*** Record extracts ***
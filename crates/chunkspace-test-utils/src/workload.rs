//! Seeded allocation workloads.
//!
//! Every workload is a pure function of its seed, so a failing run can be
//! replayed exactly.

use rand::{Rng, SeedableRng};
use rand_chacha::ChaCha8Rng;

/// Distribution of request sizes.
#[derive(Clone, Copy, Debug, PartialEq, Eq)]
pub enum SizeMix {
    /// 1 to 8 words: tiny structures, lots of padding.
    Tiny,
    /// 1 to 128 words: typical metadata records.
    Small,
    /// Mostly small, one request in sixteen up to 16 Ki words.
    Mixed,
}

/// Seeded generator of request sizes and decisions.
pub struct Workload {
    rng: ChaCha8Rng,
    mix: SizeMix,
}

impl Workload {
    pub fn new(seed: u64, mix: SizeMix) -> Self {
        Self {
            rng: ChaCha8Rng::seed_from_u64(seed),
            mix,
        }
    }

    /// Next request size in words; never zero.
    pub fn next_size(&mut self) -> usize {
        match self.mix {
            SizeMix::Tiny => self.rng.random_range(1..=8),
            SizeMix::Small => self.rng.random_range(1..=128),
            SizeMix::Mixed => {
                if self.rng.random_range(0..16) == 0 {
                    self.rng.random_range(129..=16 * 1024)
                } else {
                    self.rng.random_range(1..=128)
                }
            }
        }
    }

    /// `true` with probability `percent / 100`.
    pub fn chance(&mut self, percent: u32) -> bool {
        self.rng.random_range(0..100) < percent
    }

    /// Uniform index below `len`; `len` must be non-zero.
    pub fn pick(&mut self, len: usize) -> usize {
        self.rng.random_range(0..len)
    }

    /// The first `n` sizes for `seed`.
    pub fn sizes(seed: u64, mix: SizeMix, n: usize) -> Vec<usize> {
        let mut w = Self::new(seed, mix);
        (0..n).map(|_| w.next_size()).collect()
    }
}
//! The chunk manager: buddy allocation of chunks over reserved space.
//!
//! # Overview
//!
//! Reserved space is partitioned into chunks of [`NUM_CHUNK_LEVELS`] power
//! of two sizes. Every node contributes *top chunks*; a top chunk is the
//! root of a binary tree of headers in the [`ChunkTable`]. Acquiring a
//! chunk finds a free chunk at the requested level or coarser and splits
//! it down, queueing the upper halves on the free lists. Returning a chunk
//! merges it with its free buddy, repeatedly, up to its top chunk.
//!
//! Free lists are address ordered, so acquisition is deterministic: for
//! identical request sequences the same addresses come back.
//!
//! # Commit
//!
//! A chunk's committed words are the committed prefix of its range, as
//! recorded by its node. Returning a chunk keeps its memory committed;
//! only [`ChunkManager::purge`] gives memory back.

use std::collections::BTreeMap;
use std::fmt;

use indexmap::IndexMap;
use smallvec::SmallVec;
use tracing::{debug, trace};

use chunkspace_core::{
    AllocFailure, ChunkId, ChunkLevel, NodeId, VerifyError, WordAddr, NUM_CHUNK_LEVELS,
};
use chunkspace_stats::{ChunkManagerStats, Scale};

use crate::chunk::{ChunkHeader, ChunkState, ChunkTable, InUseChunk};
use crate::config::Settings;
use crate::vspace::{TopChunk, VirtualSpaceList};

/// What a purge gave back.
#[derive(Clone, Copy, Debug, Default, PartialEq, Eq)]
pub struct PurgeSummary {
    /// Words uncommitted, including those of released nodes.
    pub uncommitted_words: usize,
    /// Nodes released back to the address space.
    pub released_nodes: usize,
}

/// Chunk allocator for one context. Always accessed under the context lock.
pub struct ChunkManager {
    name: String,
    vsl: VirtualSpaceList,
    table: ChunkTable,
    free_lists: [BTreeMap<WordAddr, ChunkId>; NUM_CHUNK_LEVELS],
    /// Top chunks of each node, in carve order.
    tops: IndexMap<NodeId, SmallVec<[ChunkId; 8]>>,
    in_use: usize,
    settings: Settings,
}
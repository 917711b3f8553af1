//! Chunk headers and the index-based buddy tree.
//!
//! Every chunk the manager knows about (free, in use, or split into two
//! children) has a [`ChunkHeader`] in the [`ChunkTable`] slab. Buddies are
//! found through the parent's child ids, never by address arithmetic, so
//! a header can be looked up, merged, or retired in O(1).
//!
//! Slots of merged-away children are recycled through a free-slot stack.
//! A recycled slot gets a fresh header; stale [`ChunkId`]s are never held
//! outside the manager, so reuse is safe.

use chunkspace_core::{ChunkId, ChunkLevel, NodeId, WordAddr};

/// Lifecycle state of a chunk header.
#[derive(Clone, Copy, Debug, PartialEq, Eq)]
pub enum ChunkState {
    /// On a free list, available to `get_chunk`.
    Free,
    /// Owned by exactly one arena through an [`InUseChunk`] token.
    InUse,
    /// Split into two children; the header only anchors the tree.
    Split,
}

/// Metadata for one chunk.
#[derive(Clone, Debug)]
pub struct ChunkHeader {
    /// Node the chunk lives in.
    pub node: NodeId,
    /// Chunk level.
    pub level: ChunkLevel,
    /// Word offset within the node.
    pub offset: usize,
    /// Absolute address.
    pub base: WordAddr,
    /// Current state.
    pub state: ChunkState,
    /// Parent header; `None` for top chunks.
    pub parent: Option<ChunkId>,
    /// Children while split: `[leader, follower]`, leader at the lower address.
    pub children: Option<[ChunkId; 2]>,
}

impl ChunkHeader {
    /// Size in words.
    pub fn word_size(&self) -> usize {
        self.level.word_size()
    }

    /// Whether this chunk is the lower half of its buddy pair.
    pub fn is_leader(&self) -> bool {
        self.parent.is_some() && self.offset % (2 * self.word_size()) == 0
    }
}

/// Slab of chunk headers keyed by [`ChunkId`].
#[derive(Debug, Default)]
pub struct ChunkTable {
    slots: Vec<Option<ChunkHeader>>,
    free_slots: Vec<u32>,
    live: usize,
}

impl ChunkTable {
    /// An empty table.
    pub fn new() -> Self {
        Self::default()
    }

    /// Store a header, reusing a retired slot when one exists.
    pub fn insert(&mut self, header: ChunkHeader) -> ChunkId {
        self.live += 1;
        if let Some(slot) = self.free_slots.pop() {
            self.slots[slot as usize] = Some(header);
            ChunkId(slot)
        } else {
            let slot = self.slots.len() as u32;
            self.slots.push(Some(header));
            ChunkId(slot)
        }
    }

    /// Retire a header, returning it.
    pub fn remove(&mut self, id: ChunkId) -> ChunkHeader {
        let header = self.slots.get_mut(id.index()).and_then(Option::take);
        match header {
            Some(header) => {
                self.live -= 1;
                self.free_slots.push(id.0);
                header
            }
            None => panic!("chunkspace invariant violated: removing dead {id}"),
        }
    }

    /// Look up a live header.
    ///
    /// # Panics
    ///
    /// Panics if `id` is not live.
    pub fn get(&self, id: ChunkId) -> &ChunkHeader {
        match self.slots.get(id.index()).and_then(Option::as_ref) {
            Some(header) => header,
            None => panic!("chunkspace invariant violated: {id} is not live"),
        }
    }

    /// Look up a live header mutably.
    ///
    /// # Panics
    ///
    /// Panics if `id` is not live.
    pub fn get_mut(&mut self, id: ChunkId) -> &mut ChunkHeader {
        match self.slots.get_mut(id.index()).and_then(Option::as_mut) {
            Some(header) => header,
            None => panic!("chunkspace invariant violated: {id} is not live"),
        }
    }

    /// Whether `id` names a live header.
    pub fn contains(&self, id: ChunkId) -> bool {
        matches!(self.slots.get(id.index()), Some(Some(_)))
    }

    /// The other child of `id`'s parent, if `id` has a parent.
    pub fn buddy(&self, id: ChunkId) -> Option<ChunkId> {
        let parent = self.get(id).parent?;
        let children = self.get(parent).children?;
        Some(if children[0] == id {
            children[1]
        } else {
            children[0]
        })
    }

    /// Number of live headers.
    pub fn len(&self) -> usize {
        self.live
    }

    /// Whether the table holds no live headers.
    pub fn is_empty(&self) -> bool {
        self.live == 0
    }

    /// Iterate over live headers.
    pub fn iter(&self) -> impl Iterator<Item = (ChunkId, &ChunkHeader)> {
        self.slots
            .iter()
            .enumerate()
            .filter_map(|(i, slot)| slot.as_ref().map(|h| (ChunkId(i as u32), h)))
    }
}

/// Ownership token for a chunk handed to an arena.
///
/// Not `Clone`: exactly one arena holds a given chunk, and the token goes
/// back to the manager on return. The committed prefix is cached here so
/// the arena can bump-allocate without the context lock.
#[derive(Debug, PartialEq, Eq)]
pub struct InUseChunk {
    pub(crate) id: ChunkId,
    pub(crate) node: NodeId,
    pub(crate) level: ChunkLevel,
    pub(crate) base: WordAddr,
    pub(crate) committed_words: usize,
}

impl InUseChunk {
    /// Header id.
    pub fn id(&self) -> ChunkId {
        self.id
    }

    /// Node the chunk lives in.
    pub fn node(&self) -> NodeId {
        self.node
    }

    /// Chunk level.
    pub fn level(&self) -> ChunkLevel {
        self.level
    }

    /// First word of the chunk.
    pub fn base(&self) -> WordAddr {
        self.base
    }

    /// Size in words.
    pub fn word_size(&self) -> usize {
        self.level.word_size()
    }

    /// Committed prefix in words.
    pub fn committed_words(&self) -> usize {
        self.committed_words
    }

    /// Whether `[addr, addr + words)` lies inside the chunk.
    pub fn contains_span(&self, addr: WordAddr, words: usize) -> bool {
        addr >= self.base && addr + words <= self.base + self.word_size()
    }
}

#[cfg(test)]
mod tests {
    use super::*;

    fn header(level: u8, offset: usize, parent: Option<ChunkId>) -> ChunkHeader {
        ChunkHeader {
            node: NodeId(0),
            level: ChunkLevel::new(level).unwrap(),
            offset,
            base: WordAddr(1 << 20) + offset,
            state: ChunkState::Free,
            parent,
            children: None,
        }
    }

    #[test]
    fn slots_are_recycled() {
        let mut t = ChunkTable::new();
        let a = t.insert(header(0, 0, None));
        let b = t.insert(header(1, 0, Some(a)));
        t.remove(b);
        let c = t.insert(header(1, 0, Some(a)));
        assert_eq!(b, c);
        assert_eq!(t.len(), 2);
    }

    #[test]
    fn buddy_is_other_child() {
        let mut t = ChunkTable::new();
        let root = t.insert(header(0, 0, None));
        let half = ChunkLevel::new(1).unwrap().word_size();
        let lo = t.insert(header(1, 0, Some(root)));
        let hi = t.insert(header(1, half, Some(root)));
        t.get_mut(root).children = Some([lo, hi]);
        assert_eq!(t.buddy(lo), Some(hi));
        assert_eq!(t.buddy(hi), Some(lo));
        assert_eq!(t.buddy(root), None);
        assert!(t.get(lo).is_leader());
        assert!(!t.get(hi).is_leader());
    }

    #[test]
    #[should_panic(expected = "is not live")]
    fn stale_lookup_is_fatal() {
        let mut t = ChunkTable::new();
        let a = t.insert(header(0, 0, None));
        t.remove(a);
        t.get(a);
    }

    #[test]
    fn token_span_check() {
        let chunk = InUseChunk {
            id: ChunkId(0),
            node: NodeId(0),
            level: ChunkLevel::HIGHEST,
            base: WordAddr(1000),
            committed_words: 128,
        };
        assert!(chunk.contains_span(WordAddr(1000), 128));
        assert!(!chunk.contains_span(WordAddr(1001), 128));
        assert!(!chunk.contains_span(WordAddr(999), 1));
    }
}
*** End of Record extracts ***
__Task item__
In the listing above, find the line holding "if let Some(slot)" and the line holding "names a live header.", then output those two lines and every line between them exactly.

__Solution to this task__
        if let Some(slot) = self.free_slots.pop() {
            self.slots[slot as usize] = Some(header);
            ChunkId(slot)
        } else {
            let slot = self.slots.len() as u32;
            self.slots.push(Some(header));
            ChunkId(slot)
        }
    }

    /// Retire a header, returning it.
    pub fn remove(&mut self, id: ChunkId) -> ChunkHeader {
        let header = self.slots.get_mut(id.index()).and_then(Option::take);
        match header {
            Some(header) => {
                self.live -= 1;
                self.free_slots.push(id.0);
                header
            }
            None => panic!("chunkspace invariant violated: removing dead {id}"),
        }
    }

    /// Look up a live header.
    ///
    /// # Panics
    ///
    /// Panics if `id` is not live.
    pub fn get(&self, id: ChunkId) -> &ChunkHeader {
        match self.slots.get(id.index()).and_then(Option::as_ref) {
            Some(header) => header,
            None => panic!("chunkspace invariant violated: {id} is not live"),
        }
    }

    /// Look up a live header mutably.
    ///
    /// # Panics
    ///
    /// Panics if `id` is not live.
    pub fn get_mut(&mut self, id: ChunkId) -> &mut ChunkHeader {
        match self.slots.get_mut(id.index()).and_then(Option::as_mut) {
            Some(header) => header,
            None => panic!("chunkspace invariant violated: {id} is not live"),
        }
    }

    /// Whether `id` names a live header.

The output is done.